§ **Required action**
Find all lines in the records that include the word "names", and copy them out.

Data listing: Begin

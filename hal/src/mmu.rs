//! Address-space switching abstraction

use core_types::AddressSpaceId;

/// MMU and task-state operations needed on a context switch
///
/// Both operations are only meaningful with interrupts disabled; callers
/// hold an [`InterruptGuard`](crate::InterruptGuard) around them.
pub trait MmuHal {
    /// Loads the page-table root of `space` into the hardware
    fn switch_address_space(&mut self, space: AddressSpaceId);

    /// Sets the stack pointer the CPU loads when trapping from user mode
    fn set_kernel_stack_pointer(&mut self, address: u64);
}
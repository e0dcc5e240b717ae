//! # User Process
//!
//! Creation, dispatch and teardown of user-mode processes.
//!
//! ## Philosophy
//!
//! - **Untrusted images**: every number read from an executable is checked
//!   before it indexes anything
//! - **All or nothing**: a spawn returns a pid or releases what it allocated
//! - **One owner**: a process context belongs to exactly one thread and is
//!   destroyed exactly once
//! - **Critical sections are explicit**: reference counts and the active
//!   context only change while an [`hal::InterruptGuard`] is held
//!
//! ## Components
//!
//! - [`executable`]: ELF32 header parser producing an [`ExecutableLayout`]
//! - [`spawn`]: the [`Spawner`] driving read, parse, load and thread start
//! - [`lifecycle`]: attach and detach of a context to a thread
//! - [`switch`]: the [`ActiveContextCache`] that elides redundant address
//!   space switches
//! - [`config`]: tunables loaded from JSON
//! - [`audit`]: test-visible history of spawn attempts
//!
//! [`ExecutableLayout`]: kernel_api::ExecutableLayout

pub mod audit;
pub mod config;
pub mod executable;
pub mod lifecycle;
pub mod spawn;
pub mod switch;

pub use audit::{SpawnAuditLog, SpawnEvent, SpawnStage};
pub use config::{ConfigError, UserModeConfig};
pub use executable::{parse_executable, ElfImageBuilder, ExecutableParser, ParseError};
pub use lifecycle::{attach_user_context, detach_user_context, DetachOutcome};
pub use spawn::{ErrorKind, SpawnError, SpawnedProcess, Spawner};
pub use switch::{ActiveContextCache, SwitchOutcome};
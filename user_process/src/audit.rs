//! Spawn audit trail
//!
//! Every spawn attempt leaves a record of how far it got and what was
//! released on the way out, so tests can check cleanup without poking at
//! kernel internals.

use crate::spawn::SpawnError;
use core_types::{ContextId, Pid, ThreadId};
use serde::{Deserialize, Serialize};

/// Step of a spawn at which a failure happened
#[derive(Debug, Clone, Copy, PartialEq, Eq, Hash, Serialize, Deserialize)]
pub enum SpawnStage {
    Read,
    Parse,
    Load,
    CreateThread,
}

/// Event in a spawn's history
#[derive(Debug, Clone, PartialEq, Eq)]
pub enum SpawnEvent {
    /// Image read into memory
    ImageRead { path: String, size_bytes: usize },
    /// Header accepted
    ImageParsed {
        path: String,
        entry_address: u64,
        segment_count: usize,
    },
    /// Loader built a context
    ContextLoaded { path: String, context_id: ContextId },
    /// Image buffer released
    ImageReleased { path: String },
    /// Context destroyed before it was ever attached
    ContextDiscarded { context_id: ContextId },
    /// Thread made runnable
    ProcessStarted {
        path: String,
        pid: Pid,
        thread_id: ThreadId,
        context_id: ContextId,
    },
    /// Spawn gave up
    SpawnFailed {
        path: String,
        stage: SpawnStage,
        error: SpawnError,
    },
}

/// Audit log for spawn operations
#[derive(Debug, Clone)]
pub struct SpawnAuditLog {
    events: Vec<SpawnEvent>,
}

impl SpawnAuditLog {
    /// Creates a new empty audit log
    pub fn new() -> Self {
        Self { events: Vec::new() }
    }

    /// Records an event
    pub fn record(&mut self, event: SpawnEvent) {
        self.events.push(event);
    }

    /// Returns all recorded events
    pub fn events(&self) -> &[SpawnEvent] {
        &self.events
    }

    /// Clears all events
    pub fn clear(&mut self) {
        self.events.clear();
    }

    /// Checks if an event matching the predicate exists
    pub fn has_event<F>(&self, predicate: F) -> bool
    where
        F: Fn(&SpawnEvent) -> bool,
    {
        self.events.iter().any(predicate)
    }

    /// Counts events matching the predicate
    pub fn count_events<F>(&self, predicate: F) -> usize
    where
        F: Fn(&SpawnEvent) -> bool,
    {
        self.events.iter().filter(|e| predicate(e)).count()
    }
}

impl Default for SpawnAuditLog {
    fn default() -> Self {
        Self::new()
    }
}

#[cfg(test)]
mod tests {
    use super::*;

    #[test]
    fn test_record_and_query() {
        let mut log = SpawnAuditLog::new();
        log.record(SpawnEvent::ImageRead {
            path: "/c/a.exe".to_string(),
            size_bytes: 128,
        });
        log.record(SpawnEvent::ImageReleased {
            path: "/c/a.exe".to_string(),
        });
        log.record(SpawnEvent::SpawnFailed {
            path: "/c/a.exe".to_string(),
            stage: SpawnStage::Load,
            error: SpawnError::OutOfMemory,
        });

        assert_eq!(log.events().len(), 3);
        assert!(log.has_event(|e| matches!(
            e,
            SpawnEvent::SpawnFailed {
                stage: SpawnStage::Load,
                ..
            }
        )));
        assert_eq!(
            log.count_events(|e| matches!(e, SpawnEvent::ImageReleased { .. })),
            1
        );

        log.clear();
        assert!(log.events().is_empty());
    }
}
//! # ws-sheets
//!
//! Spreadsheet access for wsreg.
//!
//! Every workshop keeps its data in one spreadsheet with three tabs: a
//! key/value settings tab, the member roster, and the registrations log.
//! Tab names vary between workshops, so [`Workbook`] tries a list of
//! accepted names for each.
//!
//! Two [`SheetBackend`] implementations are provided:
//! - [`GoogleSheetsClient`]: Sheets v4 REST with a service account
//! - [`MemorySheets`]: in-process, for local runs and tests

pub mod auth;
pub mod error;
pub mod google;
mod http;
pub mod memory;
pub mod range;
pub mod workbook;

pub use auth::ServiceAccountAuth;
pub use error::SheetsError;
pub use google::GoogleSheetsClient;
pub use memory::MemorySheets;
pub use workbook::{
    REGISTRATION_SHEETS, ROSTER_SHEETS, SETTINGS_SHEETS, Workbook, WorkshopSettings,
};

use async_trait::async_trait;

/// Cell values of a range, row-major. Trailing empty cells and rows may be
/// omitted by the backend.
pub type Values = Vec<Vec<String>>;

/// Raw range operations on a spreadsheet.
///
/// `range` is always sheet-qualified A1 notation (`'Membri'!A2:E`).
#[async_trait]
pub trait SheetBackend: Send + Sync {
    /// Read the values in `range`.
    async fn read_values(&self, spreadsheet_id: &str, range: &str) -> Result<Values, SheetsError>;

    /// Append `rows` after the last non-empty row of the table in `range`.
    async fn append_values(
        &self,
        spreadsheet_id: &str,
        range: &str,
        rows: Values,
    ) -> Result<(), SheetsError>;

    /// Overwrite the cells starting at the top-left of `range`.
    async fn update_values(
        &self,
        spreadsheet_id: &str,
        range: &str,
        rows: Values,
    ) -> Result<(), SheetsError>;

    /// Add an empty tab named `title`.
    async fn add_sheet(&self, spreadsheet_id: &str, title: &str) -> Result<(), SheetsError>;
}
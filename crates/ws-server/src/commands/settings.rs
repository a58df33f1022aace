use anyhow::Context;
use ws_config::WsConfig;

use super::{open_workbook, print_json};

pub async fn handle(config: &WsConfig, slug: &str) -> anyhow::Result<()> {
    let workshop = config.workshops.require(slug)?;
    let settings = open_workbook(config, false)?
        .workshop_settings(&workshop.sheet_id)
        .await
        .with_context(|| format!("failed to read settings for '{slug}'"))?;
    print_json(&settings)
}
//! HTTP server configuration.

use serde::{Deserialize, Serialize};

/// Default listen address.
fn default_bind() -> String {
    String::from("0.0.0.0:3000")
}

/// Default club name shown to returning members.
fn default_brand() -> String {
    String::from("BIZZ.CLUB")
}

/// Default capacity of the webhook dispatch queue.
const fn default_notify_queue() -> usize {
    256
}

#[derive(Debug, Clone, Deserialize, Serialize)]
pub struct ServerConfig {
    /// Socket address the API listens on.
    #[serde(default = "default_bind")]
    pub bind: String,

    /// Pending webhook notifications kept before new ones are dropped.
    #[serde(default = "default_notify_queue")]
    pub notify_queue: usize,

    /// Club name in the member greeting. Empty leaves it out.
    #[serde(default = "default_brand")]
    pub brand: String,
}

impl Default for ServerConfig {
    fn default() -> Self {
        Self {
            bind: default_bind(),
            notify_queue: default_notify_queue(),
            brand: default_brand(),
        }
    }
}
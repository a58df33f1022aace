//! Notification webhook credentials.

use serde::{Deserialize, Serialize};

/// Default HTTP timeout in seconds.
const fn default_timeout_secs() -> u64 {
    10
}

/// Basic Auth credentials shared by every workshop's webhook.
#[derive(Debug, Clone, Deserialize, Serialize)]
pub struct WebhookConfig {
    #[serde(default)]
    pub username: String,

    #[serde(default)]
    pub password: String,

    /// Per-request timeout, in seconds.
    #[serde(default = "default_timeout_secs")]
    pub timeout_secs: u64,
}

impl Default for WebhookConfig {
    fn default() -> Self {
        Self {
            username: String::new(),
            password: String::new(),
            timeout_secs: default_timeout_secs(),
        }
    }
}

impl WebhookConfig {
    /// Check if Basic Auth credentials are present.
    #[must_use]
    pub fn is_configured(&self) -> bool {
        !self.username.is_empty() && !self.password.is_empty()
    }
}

Data listing: End

§ **Answer space**
//! Tab names vary between workshops, so [`Workbook`] tries a list of
//! accepted names for each.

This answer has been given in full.